[Stored items]

+++++

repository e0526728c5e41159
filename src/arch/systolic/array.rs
// Systolic array model for matrix multiplication, after the classic
// Kung-Leiserson design: operands enter skewed at the left and top edges and
// ripple through the grid one hop per cycle while every PE accumulates.

use super::feeder::Feeder;
use super::pe::Grid;
use crate::arch::matrix::{check_operands, AccPlane, Matrix};
use crate::arch::Engine;
use crate::cycle_record;
use sim::models::model_trait::Reportable;
use sim::models::ModelRecord;

#[derive(Debug)]
pub struct SystolicArray {
  rows: usize,
  cols: usize,
  /// Inner dimension (A columns = B rows), also the skew window width
  k_dim: usize,
  feeder: Feeder,
  grid: Grid,
  cycle_count: usize,
  records: Vec<ModelRecord>,
}

impl SystolicArray {
  /// Build an R x C grid for the product A(R x K) * B(K x C).
  pub fn new(a: Matrix, b: Matrix) -> Result<Self, String> {
    let (rows, k_dim, cols) = check_operands(&a, &b)?;
    Ok(Self {
      rows,
      cols,
      k_dim,
      feeder: Feeder::new(a, b, k_dim),
      grid: Grid::zero(rows, cols),
      cycle_count: 0,
      records: Vec::new(),
    })
  }

  /// Current register state, for inspection.
  pub fn grid(&self) -> &Grid {
    &self.grid
  }
}

impl Engine for SystolicArray {
  fn name(&self) -> &'static str {
    "systolic"
  }

  fn cycle(&mut self) {
    let t = self.cycle_count;
    let left_in = self.feeder.left_in(t);
    let top_in = self.feeder.top_in(t);

    // Synchronous update: the whole grid is replaced at once, derived from
    // the previous state and this cycle's edge vectors.
    self.grid = self.grid.step(&left_in, &top_in);
    self.cycle_count += 1;

    if left_in.iter().any(|&v| v != 0) || top_in.iter().any(|&v| v != 0) {
      cycle_record!(self, t, "inject", format!("left={:?} top={:?}", left_in, top_in));
    }
    if self.cycle_count == self.settle_cycles() {
      cycle_record!(
        self,
        t,
        "settled",
        format!("accumulator holds the full {}x{} product", self.rows, self.cols)
      );
    }
  }

  fn cycle_count(&self) -> usize {
    self.cycle_count
  }

  fn acc_plane(&self) -> AccPlane {
    self.grid.acc_plane()
  }

  /// The last term reaches PE (R-1, C-1) after the operand injected at cycle
  /// (R-1) + (K-1) crosses C-1 columns, so R + C + K - 2 cycles settle the
  /// whole plane.
  fn settle_cycles(&self) -> usize {
    self.rows + self.cols + self.k_dim - 2
  }
}

impl Reportable for SystolicArray {
  fn status(&self) -> String {
    if self.cycle_count >= self.settle_cycles() {
      "settled".to_string()
    } else {
      format!("cycle {}", self.cycle_count)
    }
  }

  fn records(&self) -> &Vec<ModelRecord> {
    &self.records
  }
}
use crate::arch::matrix::{AccPlane, AccT, ElemT};
use serde::{Deserialize, Serialize};

/// One processing element: a running accumulator plus the two pass-through
/// registers that forward operands to the right and down.
#[derive(Debug, Clone, Copy, Default, PartialEq, Eq, Serialize, Deserialize)]
pub struct Pe {
  /// Last horizontal input, forwarded to the right neighbor next cycle
  pub a_reg: ElemT,
  /// Last vertical input, forwarded to the bottom neighbor next cycle
  pub b_reg: ElemT,
  /// Running dot-product accumulator
  pub acc: AccT,
}

impl Pe {
  /// Latch this cycle's inputs and fold their product into the accumulator.
  pub fn mac(prev_acc: AccT, a_in: ElemT, b_in: ElemT) -> Pe {
    Pe {
      a_reg: a_in,
      b_reg: b_in,
      acc: prev_acc + (a_in as AccT) * (b_in as AccT),
    }
  }
}

/// Register state of the full R x C grid at a cycle boundary.
///
/// A new grid is always derived from the previous one; neighbors never
/// observe a partially updated cycle.
#[derive(Debug, Clone, PartialEq, Eq, Serialize, Deserialize)]
pub struct Grid {
  rows: usize,
  cols: usize,
  pes: Vec<Vec<Pe>>,
}

impl Grid {
  /// All-zero grid, the state before the first cycle.
  pub fn zero(rows: usize, cols: usize) -> Self {
    Self {
      rows,
      cols,
      pes: vec![vec![Pe::default(); cols]; rows],
    }
  }

  pub fn rows(&self) -> usize {
    self.rows
  }

  pub fn cols(&self) -> usize {
    self.cols
  }

  pub fn pe(&self, row: usize, col: usize) -> &Pe {
    &self.pes[row][col]
  }

  /// Advance the grid by exactly one synchronous cycle.
  ///
  /// For every cell: the horizontal input is the edge vector at column 0 and
  /// the left neighbor's pass-through register everywhere else; likewise for
  /// the vertical input from the top edge and the upper neighbor. Every read
  /// targets `self` (the previous state), so the cells can be computed in
  /// any order.
  pub fn step(&self, left_in: &[ElemT], top_in: &[ElemT]) -> Grid {
    debug_assert_eq!(left_in.len(), self.rows);
    debug_assert_eq!(top_in.len(), self.cols);

    let mut next = Vec::with_capacity(self.rows);
    for i in 0..self.rows {
      let mut row = Vec::with_capacity(self.cols);
      for j in 0..self.cols {
        let a_in = if j == 0 { left_in[i] } else { self.pes[i][j - 1].a_reg };
        let b_in = if i == 0 { top_in[j] } else { self.pes[i - 1][j].b_reg };
        row.push(Pe::mac(self.pes[i][j].acc, a_in, b_in));
      }
      next.push(row);
    }

    Grid {
      rows: self.rows,
      cols: self.cols,
      pes: next,
    }
  }

  /// Independent copy of the accumulator plane.
  pub fn acc_plane(&self) -> AccPlane {
    let mut plane = AccPlane::zero(self.rows, self.cols);
    for i in 0..self.rows {
      for j in 0..self.cols {
        plane.set(i, j, self.pes[i][j].acc);
      }
    }
    plane
  }
}

#[cfg(test)]
mod tests {
  use super::*;

  #[test]
  fn test_pe_mac() {
    let pe = Pe::mac(0, 3, 4);
    assert_eq!(pe.acc, 12);
    assert_eq!(pe.a_reg, 3);
    assert_eq!(pe.b_reg, 4);

    let pe = Pe::mac(pe.acc, 5, 6);
    assert_eq!(pe.acc, 12 + 30);
  }

  #[test]
  fn test_step_reads_previous_state_only() {
    // Feed (1, 1) into the corner; the inner cell must see zeros this cycle
    // because its neighbors' registers were zero in the previous state.
    let grid = Grid::zero(2, 2);
    let next = grid.step(&[1, 0], &[1, 0]);

    assert_eq!(next.pe(0, 0).acc, 1);
    assert_eq!(next.pe(0, 1).acc, 0);
    assert_eq!(next.pe(1, 0).acc, 0);
    assert_eq!(next.pe(1, 1).acc, 0);

    // One cycle later the registered values have moved one hop.
    let after = next.step(&[0, 2], &[0, 3]);
    assert_eq!(after.pe(0, 1).acc, 1 * 3); // a from the left, b from the top edge
    assert_eq!(after.pe(1, 0).acc, 2 * 1); // a from the left edge, b from above
  }

  #[test]
  fn test_acc_plane_is_independent_copy() {
    let grid = Grid::zero(2, 2);
    let stepped = grid.step(&[7, 0], &[8, 0]);
    let plane = stepped.acc_plane();
    assert_eq!(plane.get(0, 0), 56);

    // Stepping further must not alter the snapshot taken earlier.
    let _ = stepped.step(&[1, 1], &[1, 1]);
    assert_eq!(plane.get(0, 0), 56);
  }
}
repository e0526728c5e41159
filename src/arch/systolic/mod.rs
pub mod array;
pub mod feeder;
pub mod pe;

pub use array::SystolicArray;
pub use feeder::Feeder;
pub use pe::{Grid, Pe};
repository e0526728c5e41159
pub mod log;
pub mod report;
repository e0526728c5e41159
pub mod matrix;
pub mod naive;
pub mod reduction;
pub mod systolic;

pub use matrix::{AccPlane, AccT, ElemT, Matrix};

use crate::simulator::mode::ArchType;
use sim::models::model_trait::Reportable;

/// One cycle-steppable matrix-multiplication model.
///
/// All three architectures share this contract: advance by exactly one
/// synchronous cycle and expose the current accumulator plane. The driver
/// and the history recorder work against it, so the models can be compared
/// side by side without duplicating any of the run machinery.
pub trait Engine: Reportable {
  /// Short architecture name used in traces and reports.
  fn name(&self) -> &'static str;

  /// Advance the model by exactly one cycle.
  ///
  /// Stepping past the settle point is legal; the accumulator simply stops
  /// changing once all product terms have been folded in.
  fn cycle(&mut self);

  /// Number of cycles executed so far.
  fn cycle_count(&self) -> usize;

  /// Snapshot of the current accumulator plane (an independent copy).
  fn acc_plane(&self) -> AccPlane;

  /// Cycles after which the accumulator equals the full product.
  fn settle_cycles(&self) -> usize;
}

/// Instantiate the engine for an architecture from a pair of operands.
///
/// Fails fast on incompatible dimensions, before any cycle executes.
pub fn create_engine(arch: ArchType, a: Matrix, b: Matrix) -> Result<Box<dyn Engine>, String> {
  match arch {
    ArchType::Naive => Ok(Box::new(naive::NaiveMac::new(a, b)?)),
    ArchType::Reduction => Ok(Box::new(reduction::ReductionTree::new(a, b)?)),
    ArchType::Systolic => Ok(Box::new(systolic::SystolicArray::new(a, b)?)),
  }
}
// Naive sequential model: one multiply-accumulate per cycle, walking the
// output plane in i, j, k order the way a scalar core would.

use crate::arch::matrix::{check_operands, AccPlane, AccT, Matrix};
use crate::arch::Engine;
use crate::cycle_record;
use sim::models::model_trait::Reportable;
use sim::models::ModelRecord;

#[derive(Debug)]
pub struct NaiveMac {
  a: Matrix,
  b: Matrix,
  rows: usize,
  cols: usize,
  k_dim: usize,
  acc: AccPlane,
  cycle_count: usize,
  records: Vec<ModelRecord>,
}

impl NaiveMac {
  pub fn new(a: Matrix, b: Matrix) -> Result<Self, String> {
    let (rows, k_dim, cols) = check_operands(&a, &b)?;
    Ok(Self {
      acc: AccPlane::zero(rows, cols),
      a,
      b,
      rows,
      cols,
      k_dim,
      cycle_count: 0,
      records: Vec::new(),
    })
  }
}

impl Engine for NaiveMac {
  fn name(&self) -> &'static str {
    "naive"
  }

  fn cycle(&mut self) {
    let t = self.cycle_count;
    if t < self.settle_cycles() {
      let i = t / (self.cols * self.k_dim);
      let rem = t % (self.cols * self.k_dim);
      let j = rem / self.k_dim;
      let k = rem % self.k_dim;

      let term = self.a.get(i, k) as AccT * self.b.get(k, j) as AccT;
      self.acc.accumulate(i, j, term);

      if k == self.k_dim - 1 {
        cycle_record!(self, t, "cell_complete", format!("C[{}][{}] = {}", i, j, self.acc.get(i, j)));
      }
    }
    self.cycle_count += 1;
  }

  fn cycle_count(&self) -> usize {
    self.cycle_count
  }

  fn acc_plane(&self) -> AccPlane {
    self.acc.clone()
  }

  /// One MAC per cycle: R * C * K cycles for the full product.
  fn settle_cycles(&self) -> usize {
    self.rows * self.cols * self.k_dim
  }
}

impl Reportable for NaiveMac {
  fn status(&self) -> String {
    if self.cycle_count >= self.settle_cycles() {
      "settled".to_string()
    } else {
      format!("cycle {}", self.cycle_count)
    }
  }

  fn records(&self) -> &Vec<ModelRecord> {
    &self.records
  }
}

#[cfg(test)]
mod tests {
  use super::*;

  fn engine_2x2() -> NaiveMac {
    let a = Matrix::from_rows(vec![vec![1, 2], vec![3, 4]]).unwrap();
    let b = Matrix::from_rows(vec![vec![5, 6], vec![7, 8]]).unwrap();
    NaiveMac::new(a, b).unwrap()
  }

  #[test]
  fn test_full_product_after_settle() {
    let mut engine = engine_2x2();
    assert_eq!(engine.settle_cycles(), 8);
    for _ in 0..8 {
      engine.cycle();
    }
    let plane = engine.acc_plane();
    assert_eq!(plane.get(0, 0), 19);
    assert_eq!(plane.get(0, 1), 22);
    assert_eq!(plane.get(1, 0), 43);
    assert_eq!(plane.get(1, 1), 50);
  }

  #[test]
  fn test_one_mac_per_cycle() {
    let mut engine = engine_2x2();
    engine.cycle();
    // Cycle 0 folds A[0][0] * B[0][0] into C[0][0] and nothing else.
    let plane = engine.acc_plane();
    assert_eq!(plane.get(0, 0), 5);
    assert_eq!(plane.get(0, 1), 0);

    engine.cycle();
    assert_eq!(engine.acc_plane().get(0, 0), 19); // + A[0][1] * B[1][0]
  }

  #[test]
  fn test_extra_cycles_do_not_change_acc() {
    let mut engine = engine_2x2();
    for _ in 0..20 {
      engine.cycle();
    }
    assert_eq!(engine.cycle_count(), 20);
    assert_eq!(engine.acc_plane().get(1, 1), 50);
  }
}
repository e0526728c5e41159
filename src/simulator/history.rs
use crate::arch::AccPlane;
use serde::{Deserialize, Serialize};

/// Ordered sequence of accumulator-plane snapshots, one per completed cycle.
///
/// Append-only while a run is in progress and read-only afterwards. Every
/// snapshot is an independently owned copy, so stepping the live grid can
/// never alter what was already recorded.
#[derive(Debug, Clone, Default, PartialEq, Eq, Serialize, Deserialize)]
pub struct History {
  snapshots: Vec<AccPlane>,
}

impl History {
  pub fn new() -> Self {
    Self { snapshots: Vec::new() }
  }

  pub fn push(&mut self, plane: AccPlane) {
    self.snapshots.push(plane);
  }

  pub fn len(&self) -> usize {
    self.snapshots.len()
  }

  pub fn is_empty(&self) -> bool {
    self.snapshots.is_empty()
  }

  /// Snapshot recorded after the given cycle, if it has completed.
  pub fn get(&self, cycle: usize) -> Option<&AccPlane> {
    self.snapshots.get(cycle)
  }

  pub fn last(&self) -> Option<&AccPlane> {
    self.snapshots.last()
  }

  pub fn iter(&self) -> impl Iterator<Item = &AccPlane> {
    self.snapshots.iter()
  }
}

#[cfg(test)]
mod tests {
  use super::*;

  #[test]
  fn test_append_and_read_back() {
    let mut history = History::new();
    assert!(history.is_empty());

    let mut plane = AccPlane::zero(2, 2);
    plane.set(0, 0, 7);
    history.push(plane.clone());

    assert_eq!(history.len(), 1);
    assert_eq!(history.get(0).unwrap().get(0, 0), 7);
    assert_eq!(history.last().unwrap(), history.get(0).unwrap());
    assert!(history.get(1).is_none());
  }

  #[test]
  fn test_snapshots_are_independent_of_the_source() {
    let mut history = History::new();
    let mut plane = AccPlane::zero(1, 1);
    plane.set(0, 0, 1);
    history.push(plane.clone());

    plane.set(0, 0, 999);
    assert_eq!(history.get(0).unwrap().get(0, 0), 1);
  }
}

+++++

◆ WHAT THE TASK ASKS
Each line above with the string "exactly" in it should be located and copied.

◆ WRITTEN ANSWER
  /// Advance the grid by exactly one synchronous cycle.
/// All three architectures share this contract: advance by exactly one
  /// Advance the model by exactly one cycle.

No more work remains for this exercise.